Saved entries
========================================
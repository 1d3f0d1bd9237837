use std::io::{self, BufWriter, Write};

use log::info;

use crate::model::emission::Emission;

/// Streams emissions as fixture lines (`words<TAB>digits\n`).
///
/// - Buffers output and flushes once at the end
/// - Never holds more than one emission in memory
///
/// Returns the number of lines written.
///
/// # Errors
/// Propagates write errors, including `BrokenPipe` when the reader goes away.
pub fn write_tsv<W, I>(writer: W, emissions: I) -> io::Result<usize>
where
	W: Write,
	I: IntoIterator<Item = Emission>,
{
	let mut writer = BufWriter::new(writer);
	let mut count = 0;

	for emission in emissions {
		writeln!(writer, "{emission}")?;
		count += 1;
	}
	writer.flush()?;

	info!("wrote {count} fixture lines");
	Ok(count)
}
========================================
*WHAT TO DO:* In the entries above, find each line with the word "info" and copy it.

*OUTPUT:*
use log::info;
	info!("wrote {count} fixture lines");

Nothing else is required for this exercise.